Thank you. Thank you very much, Rob.
Thanks so much, Elemer.
Thank you. Our next question comes from the line of Patrick Trucchio with H.C. Wainwright. Your line is now open.
Good morning, team. This is Luis Santos from Patrick. Understanding that depression is different from anxiety, should we anticipate a Phase III program designed similar to COMP360 design in depression? And should we anticipate a true placebo being part of the program? And then I have a follow-up question.
Yeah. In terms of control conditions, of course, that's likely a topic we'll want to iron out with FDA at our end-of-Phase II meeting. We fundamentally believe that regardless of mechanism of action of drugs and regardless of the qualitative differences and the perceptual effects of this drug class versus, say, psychostimulants or the dissociative anesthetics like ketamine or Spravato, the gold standard in research is to conduct placebo-controlled studies. Using a non-placebo control as a comparator in studies is something that calls into question the interpretability of those study results and really, I think, the validity of studies of that nature in general. So certainly, our preference and our strong belief is that placebo-controlled research is the right way to conduct research. And it's why it's a gold standard, and it's why it's indicated by ICH and effectively every international body that regulates and conducts research in medicine.

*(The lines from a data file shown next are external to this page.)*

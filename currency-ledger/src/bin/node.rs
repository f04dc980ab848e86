//! Single-process demo node
//!
//! Wires a ledger to loopback consensus channels (every proposal is
//! committed immediately, in order) and walks through a creation and a
//! transfer. Stands in for a real deployment where the channels belong to
//! a log-replication engine.

use currency_ledger::consensus::{Commit, InMemorySnapshots};
use currency_ledger::crypto::KeyPair;
use currency_ledger::{apply, Amount, Config, Ledger, Transaction};
use std::sync::Arc;
use tokio::sync::mpsc;

#[tokio::main]
async fn main() -> anyhow::Result<()> {
    tracing_subscriber::fmt()
        .with_env_filter(
            tracing_subscriber::EnvFilter::from_default_env()
                .add_directive(tracing::Level::INFO.into()),
        )
        .init();

    let config = Config::from_env()?;
    tracing::info!(service = %config.service_name, "starting ledger node");

    let (proposal_tx, mut proposal_rx) = mpsc::channel::<Vec<u8>>(config.proposal_buffer);
    let (commit_tx, commit_rx) = mpsc::channel::<Commit>(config.commit_buffer);
    let (error_tx, error_rx) = mpsc::channel(1);

    let snapshots = Arc::new(InMemorySnapshots::new());
    let ledger = Arc::new(
        Ledger::new(proposal_tx, snapshots)?.with_watched_keys(config.watched_keys()?),
    );

    // loopback "consensus": replay is empty, then every proposal commits
    // in submission order
    let (shutdown_tx, mut shutdown_rx) = tokio::sync::oneshot::channel::<()>();
    let forwarder = tokio::spawn(async move {
        let _ = commit_tx.send(Commit::Boundary).await;
        loop {
            tokio::select! {
                maybe = proposal_rx.recv() => match maybe {
                    Some(bytes) => {
                        if commit_tx.send(Commit::Entry(bytes)).await.is_err() {
                            break;
                        }
                    }
                    None => break,
                },
                _ = &mut shutdown_rx => break,
            }
        }
    });

    let apply_loop = apply::spawn(ledger.clone(), commit_rx, error_rx);

    let alice = KeyPair::generate();
    let bob = KeyPair::generate();

    let mint = Transaction::new(
        None,
        Some(alice.public_key()),
        "usd".into(),
        Amount::new(100, 0),
        true,
    )?;
    ledger.propose(&mint).await?;

    let mut payment = Transaction::new(
        Some(alice.public_key()),
        Some(bob.public_key()),
        "usd".into(),
        Amount::new(40, 0),
        false,
    )?;
    payment.sign(&alice)?;
    ledger.propose(&payment).await?;

    // let the loopback deliver both commits
    tokio::task::yield_now().await;
    tokio::time::sleep(std::time::Duration::from_millis(50)).await;

    for (name, key) in [("alice", alice.public_key()), ("bob", bob.public_key())] {
        if let Some(account) = ledger.lookup(&key) {
            let balances: std::collections::BTreeMap<String, String> = account
                .iter()
                .map(|(c, a)| (c.to_string(), a.to_string()))
                .collect();
            println!(
                "{} ({}): {}",
                name,
                key.short(),
                serde_json::to_string(&balances)?
            );
        }
    }

    // stopping the loopback closes the commit feed; the apply loop then
    // drains the (empty) error feed and closes
    let _ = shutdown_tx.send(());
    forwarder.await?;
    drop(error_tx);
    apply_loop.await??;

    tracing::info!("ledger node closed cleanly");
    Ok(())
}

In terms of the scope of the Phase III development program, we've said previously, I think we anticipate doing two 12-week placebo-controlled studies as a target, but we're going to reserve final commentary around the study design and the dynamics there when we have our end-of-Phase II meeting with FDA. We do anticipate continuing patients on in the open-label extension study to characterize what would happen upon retreatment and just demonstrate even further durability out to perhaps a year longer.
Thank you. Does Phase III program start depend on the outcome from the bridging study? If so, when do you expect that data to be reported?
Phase III program planning is underway. We anticipate starting that in the second half of this year. Our PK bridging data for our ODT product we'll be sharing next week on our March 7th investor event as well. So look forward to sharing that. But right now, we're continuing to focus and plan to implement and use that product as we Phase III program.
Great. Thank you so much.
Thank you. I would now like to turn the call back over to Rob Barrow for closing remarks.
Terrific. Yeah. Thank you, operator. Thanks, everyone, again for joining us here today. We hope you all join us next week on March 7th for our investor event and look forward to sharing results at that call. Thank you so much.
This concludes today's conference call. Thank you for your participation. You may now disconnect.